Monday, May 2, 2022

Watergate: Our Long National Nightmare

 

Watergate: Our Long National Nightmare

Peter Schultz

 

            To keep things real, Watergate was and is illuminating as just another battle as the ambitious and the avaricious amongst us contended for power. That is, it was an all-too-typical event of the kind that characterizes American politics. Watergate illuminated and illuminates what we’ve become or what we’ve been.

 

            Because it was so illuminating of what we are, and because so illuminated we couldn’t help but be anxious over what we are, it was imperative to reduce Watergate to Richard Nixon. That is, as President Ford said immediately after Nixon resigned the presidency, “our long national nightmare is over,” meaning that our nightmare didn’t have roots in our political order but only in the person of Richard Nixon. Once Nixon was gone, removed from power, our “nightmare” was over and we could, apparently, sleep peacefully once again.

 

            In American politics, it’s always the “bad guys” who are to blame. So, to deal with Watergate, we only had to deal with Richard Nixon; we didn’t have to deal with the presidency itself as a potential source of our troubles.
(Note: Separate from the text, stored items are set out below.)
//! SELECT state and rendering.

use crate::ident::Ident;
use crate::qb::clause::{OrderSpec, WhereClause, write_where};
use crate::qb::param::{Bindings, push_placeholder};
use crate::value::Value;

/// What the SELECT list renders as.
#[derive(Clone, Debug, PartialEq, Eq, Default)]
pub enum Columns {
    /// `*`
    #[default]
    All,
    /// An explicit column list.
    List(Vec<Ident>),
    /// `COUNT(*)`
    Count,
}

/// SQL text plus the values for its placeholders, in order.
#[derive(Debug, Clone, PartialEq)]
pub struct BuiltQuery {
    pub sql: String,
    pub bindings: Vec<Value>,
}

impl BuiltQuery {
    /// Create a new built query.
    pub fn new(sql: String, bindings: Vec<Value>) -> Self {
        Self { sql, bindings }
    }
}

/// Accumulated SELECT intent.
///
/// WHERE values are bound as clauses are added; LIMIT/OFFSET values are bound
/// only while rendering, into a copy of the binding list, so rendering twice
/// yields the same output and never grows the stored bindings.
#[derive(Clone, Debug)]
pub struct QueryState {
    pub(crate) table: Ident,
    pub(crate) columns: Columns,
    pub(crate) clauses: Vec<WhereClause>,
    pub(crate) order: Vec<OrderSpec>,
    pub(crate) limit: Option<i64>,
    pub(crate) offset: Option<i64>,
    pub(crate) bindings: Bindings,
}

impl QueryState {
    /// Create the initial state: `SELECT * FROM table`.
    pub fn new(table: Ident) -> Self {
        Self {
            table,
            columns: Columns::All,
            clauses: Vec::new(),
            order: Vec::new(),
            limit: None,
            offset: None,
            bindings: Bindings::new(),
        }
    }

    pub fn table(&self) -> &Ident {
        &self.table
    }

    pub fn clauses(&self) -> &[WhereClause] {
        &self.clauses
    }

    pub fn bindings(&self) -> &Bindings {
        &self.bindings
    }

    /// Snapshot used by `first()`: same state with `LIMIT 1`.
    pub(crate) fn for_first(&self) -> Self {
        let mut snapshot = self.clone();
        snapshot.limit = Some(1);
        snapshot
    }

    /// Snapshot used by `count()`: `COUNT(*)` with ordering and paging removed.
    pub(crate) fn for_count(&self) -> Self {
        let mut snapshot = self.clone();
        snapshot.columns = Columns::Count;
        snapshot.order.clear();
        snapshot.limit = None;
        snapshot.offset = None;
        snapshot
    }

    /// Render `SELECT ... FROM ... [WHERE] [ORDER BY] [LIMIT] [OFFSET]`.
    pub fn render(&self) -> BuiltQuery {
        let mut bindings = self.bindings.clone();
        let mut sql = String::with_capacity(64);

        sql.push_str("SELECT ");
        match &self.columns {
            Columns::All => sql.push('*'),
            Columns::Count => sql.push_str("COUNT(*)"),
            Columns::List(cols) => {
                for (i, col) in cols.iter().enumerate() {
                    if i > 0 {
                        sql.push_str(", ");
                    }
                    col.write_sql(&mut sql);
                }
            }
        }
        sql.push_str(" FROM ");
        self.table.write_sql(&mut sql);

        if !self.clauses.is_empty() {
            sql.push_str(" WHERE ");
            write_where(&mut sql, &self.clauses);
        }

        if !self.order.is_empty() {
            sql.push_str(" ORDER BY ");
            for (i, spec) in self.order.iter().enumerate() {
                if i > 0 {
                    sql.push_str(", ");
                }
                spec.write_sql(&mut sql);
            }
        }

        if let Some(limit) = self.limit {
            sql.push_str(" LIMIT ");
            push_placeholder(&mut sql, bindings.bind(limit));
        }

        if let Some(offset) = self.offset {
            sql.push_str(" OFFSET ");
            push_placeholder(&mut sql, bindings.bind(offset));
        }

        BuiltQuery::new(sql, bindings.into_values())
    }
}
Moral failings explain our troubles, not the defects of our political order. We view the world moralistically, not politically, and so we always blame presidents but never the presidency. Our moralism blinds us to the political roots of our troubles.

 

            At the Constitutional Convention in 1787, Benjamin Franklin gave, or had read, a speech in which he recommended not paying presidents. He did so because he thought that an office that appealed to the ambitiously avaricious or the avariciously ambitious was an office that would prove to be fatal to decent government. Unlike Hamilton, Franklin apparently did not subscribe to the thought that “the love of fame [was] the ruling passion of the noblest minds.” The love of fame, which is a pursuit of a kind of immortality, especially when rewarded materially, would lead to constant battles for power. So, Franklin argued, “the peaceful” would not seek office and civil peace would not prevail. Politics would be characterized by endless battles for power, characterized by constant calumny, to the detriment of the peace and decency of society.

 

            After examining the Watergate scandal for some time, it seems to me that Franklin had it exactly right. There were no “good guys,” although there were more than a few “bad guys,” if by bad is meant people ambitiously and greedily seeking power or to displace those who had acquired it. But then Watergate was hardly a unique event in American politics. The same phenomenon is visible repeatedly in our political drama, as mention of Bill Clinton’s impeachment and the Clarence Thomas and Bret Kavanaugh confirmation hearings will attest. And the reason these phenomena repeatedly arise is because our political institutions are defective, because they appeal to the ambitious and the avaricious and reward them when these vices bring them victory. The roots of our troubles are political and, as a result, our nightmares didn’t end with Nixon, nor will they end with the demise of Donald Trump.